◆ WHAT IS NEEDED
Go through the data and copy every line in which "total" appears.

◆ INPUT DATA
-- -- --
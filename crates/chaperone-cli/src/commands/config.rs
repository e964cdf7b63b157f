//! Configuration management.

use clap::Subcommand;

use chaperone_core::config::data_dir;
use chaperone_core::Config;

#[derive(Subcommand)]
pub enum ConfigAction {
    /// Print the current configuration as TOML
    Show,
    /// Print the config file path
    Path,
    /// Set the shared calendar id
    SetCalendar { calendar_id: String },
    /// Replace the adult roster (comma-separated emails, in priority order)
    SetAdults { emails: String },
    /// Replace the kid roster (comma-separated names, in priority order)
    SetKids { names: String },
    /// Set the Google OAuth client credentials
    SetGoogle {
        client_id: String,
        client_secret: String,
    },
}

pub fn run(action: ConfigAction) -> Result<(), Box<dyn std::error::Error>> {
    match action {
        ConfigAction::Show => {
            let config = Config::load()?;
            print!("{}", toml::to_string_pretty(&config)?);
        }
        ConfigAction::Path => {
            println!("{}", data_dir()?.join("config.toml").display());
        }
        ConfigAction::SetCalendar { calendar_id } => {
            let mut config = Config::load()?;
            config.calendar_id = calendar_id;
            config.save()?;
            println!("calendar id updated");
        }
        ConfigAction::SetAdults { emails } => {
            let mut config = Config::load()?;
            config.adult_emails = split_list(&emails);
            config.save()?;
            println!("adult roster: {} entr(ies)", config.adult_emails.len());
        }
        ConfigAction::SetKids { names } => {
            let mut config = Config::load()?;
            config.kid_names = split_list(&names);
            config.save()?;
            println!("kid roster: {} entr(ies)", config.kid_names.len());
        }
        ConfigAction::SetGoogle {
            client_id,
            client_secret,
        } => {
            let mut config = Config::load()?;
            config.google.client_id = client_id;
            config.google.client_secret = client_secret;
            config.save()?;
            println!("Google client credentials updated");
        }
    }
    Ok(())
}

fn split_list(raw: &str) -> Vec<String> {
    raw.split(',')
        .map(str::trim)
        .filter(|s| !s.is_empty())
        .map(String::from)
        .collect()
}
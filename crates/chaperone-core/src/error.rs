//! Error types for chaperone-core.
//!
//! The pure engine modules are total over well-formed input and raise no
//! errors; everything here belongs to the gateway and configuration
//! boundaries, where transport, authorization, and malformed source data
//! must be caught and translated.

use std::path::PathBuf;
use thiserror::Error;

/// Calendar gateway errors.
#[derive(Debug, Error)]
pub enum GatewayError {
    /// The Calendar API answered with an error payload or status.
    #[error("Calendar API error: {0}")]
    CalendarApi(String),

    #[error("Network error: {0}")]
    Network(#[from] reqwest::Error),

    #[error("Serialization error: {0}")]
    Serialization(#[from] serde_json::Error),

    /// The bearer credential was rejected; the surrounding session layer
    /// must refresh or re-authenticate.
    #[error("Authentication required")]
    AuthenticationRequired,

    #[error("Event not found: {event_id}")]
    EventNotFound { event_id: String },

    /// The source supplied an event the core cannot work with (missing id,
    /// missing or unparseable start instant).
    #[error("Invalid event data for '{event_id}': {reason}")]
    InvalidEventData { event_id: String, reason: String },

    /// Acceptance was requested for a user who is not on the event.
    #[error("{email} is not an attendee of event {event_id}")]
    NotAnAttendee { event_id: String, email: String },
}

/// Configuration errors.
#[derive(Debug, Error)]
pub enum ConfigError {
    #[error("Failed to load configuration from {path}: {message}")]
    LoadFailed { path: PathBuf, message: String },

    #[error("Failed to save configuration to {path}: {message}")]
    SaveFailed { path: PathBuf, message: String },

    #[error("Failed to parse configuration: {0}")]
    ParseFailed(String),
}
//! ---
//! ems_section: "05-networking-external-interfaces"
//! ems_subsection: "module"
//! ems_type: "source"
//! ems_scope: "code"
//! ems_description: "Charger board transport through a register-programmed UART bridge."
//! ems_version: "v0.0.0-prealpha"
//! ems_owner: "tbd"
//! ---
use std::thread;
use std::time::{Duration, Instant};

use tracing::{debug, trace, warn};

use super::{
    pulse_reset, OverrunCounter, Transport, TransportKind, FRAME_TERMINATOR, POLL_SLEEP,
    QUIET_GAP,
};
use crate::error::{HalError, Result};
use crate::io::{OutputLine, RegisterBus};

pub(crate) mod reg {
    pub const DLL: u8 = 0x00;
    pub const DLH: u8 = 0x01;
    pub const EFR: u8 = 0x02;
    pub const FCR: u8 = 0x02;
    pub const LCR: u8 = 0x03;
    pub const LSR: u8 = 0x05;
    pub const RXLVL: u8 = 0x09;
    pub const EFCR: u8 = 0x0F;
}

const READ_FLAG: u8 = 0x80;
const FIFO_WRITE: u8 = 0x00;
const FIFO_READ: u8 = 0x80;
const LSR_OVERRUN: u8 = 0x02;
/// Reset both FIFOs and keep them enabled.
const FCR_RESET_FIFOS: u8 = 0x07;

/// Divisor latch, enhanced features, 8N1 framing, FIFOs, then half-duplex
/// driver control, in the order the chip expects them.
const INIT_SEQUENCE: [(u8, u8); 8] = [
    (reg::LCR, 0x80),
    (reg::DLL, 0x01),
    (reg::DLH, 0x00),
    (reg::LCR, 0xBF),
    (reg::EFR, 0x00),
    (reg::LCR, 0x03),
    (reg::FCR, FCR_RESET_FIFOS),
    (reg::EFCR, 0x30),
];

/// UART bridge reached over a register bus.
pub struct BridgeUart {
    bus: Box<dyn RegisterBus>,
    reset_line: Box<dyn OutputLine>,
    overruns: OverrunCounter,
    initialised: bool,
}

impl BridgeUart {
    pub fn new(
        bus: Box<dyn RegisterBus>,
        reset_line: Box<dyn OutputLine>,
        overruns: OverrunCounter,
    ) -> Self {
        Self {
            bus,
            reset_line,
            overruns,
            initialised: false,
        }
    }

    fn register_set(&mut self, register: u8, value: u8) -> Result<()> {
        self.bus.transfer(&[register << 3, value])?;
        Ok(())
    }

    fn register_get(&mut self, register: u8) -> Result<u8> {
        let reply = self.bus.transfer(&[(register << 3) | READ_FLAG, 0])?;
        reply.get(1).copied().ok_or(HalError::ShortReply {
            expected: 2,
            actual: reply.len(),
        })
    }

    fn initialise(&mut self) -> Result<()> {
        for (register, value) in INIT_SEQUENCE {
            self.register_set(register, value)?;
        }
        self.initialised = true;
        debug!("uart bridge programmed for 8N1");
        Ok(())
    }

    fn ensure_initialised(&mut self) -> Result<()> {
        if self.initialised {
            return Ok(());
        }
        self.initialise()
    }
}

impl Transport for BridgeUart {
    fn kind(&self) -> TransportKind {
        TransportKind::Bridge
    }

    fn reset(&mut self) -> Result<()> {
        pulse_reset(self.reset_line.as_mut())?;
        self.initialise()
    }

    fn transmit(&mut self, command: &[u8]) -> Result<()> {
        self.ensure_initialised()?;
        self.register_set(reg::FCR, FCR_RESET_FIFOS)?;
        let mut frame = Vec::with_capacity(command.len() + 2);
        frame.push(FIFO_WRITE);
        frame.extend_from_slice(command);
        frame.push(FRAME_TERMINATOR);
        trace!(frame = %String::from_utf8_lossy(command), "bridge transmit");
        self.bus.transfer(&frame)?;
        Ok(())
    }

    fn receive(&mut self, timeout: Duration) -> Result<Option<Vec<u8>>> {
        self.ensure_initialised()?;
        let started = Instant::now();
        let mut collected = Vec::new();
        let mut last_data = started;

        while started.elapsed() < timeout {
            let pending = self.register_get(reg::RXLVL)? as usize;
            if pending > 0 {
                let mut frame = vec![0u8; pending + 1];
                frame[0] = FIFO_READ;
                let reply = self.bus.transfer(&frame)?;
                collected.extend_from_slice(reply.get(1..).unwrap_or_default());
                last_data = Instant::now();

                let status = self.register_get(reg::LSR)?;
                if status & LSR_OVERRUN != 0 {
                    let total = self.overruns.increment();
                    warn!(
                        discarded = collected.len(),
                        overruns = total,
                        lsr = %hex::encode([status]),
                        "uart bridge overrun, dropping reply"
                    );
                    return Err(HalError::Overrun);
                }
                continue;
            }
            if !collected.is_empty() && last_data.elapsed() >= QUIET_GAP {
                break;
            }
            thread::sleep(POLL_SLEEP);
        }

        if collected.is_empty() {
            Ok(None)
        } else {
            trace!(bytes = collected.len(), "bridge receive");
            Ok(Some(collected))
        }
    }

    fn overruns(&self) -> OverrunCounter {
        self.overruns.clone()
    }
}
-- -- --
◆ EXERCISE RESPONSE
//! The pure engine modules are total over well-formed input and raise no
                    let total = self.overruns.increment();
                        overruns = total,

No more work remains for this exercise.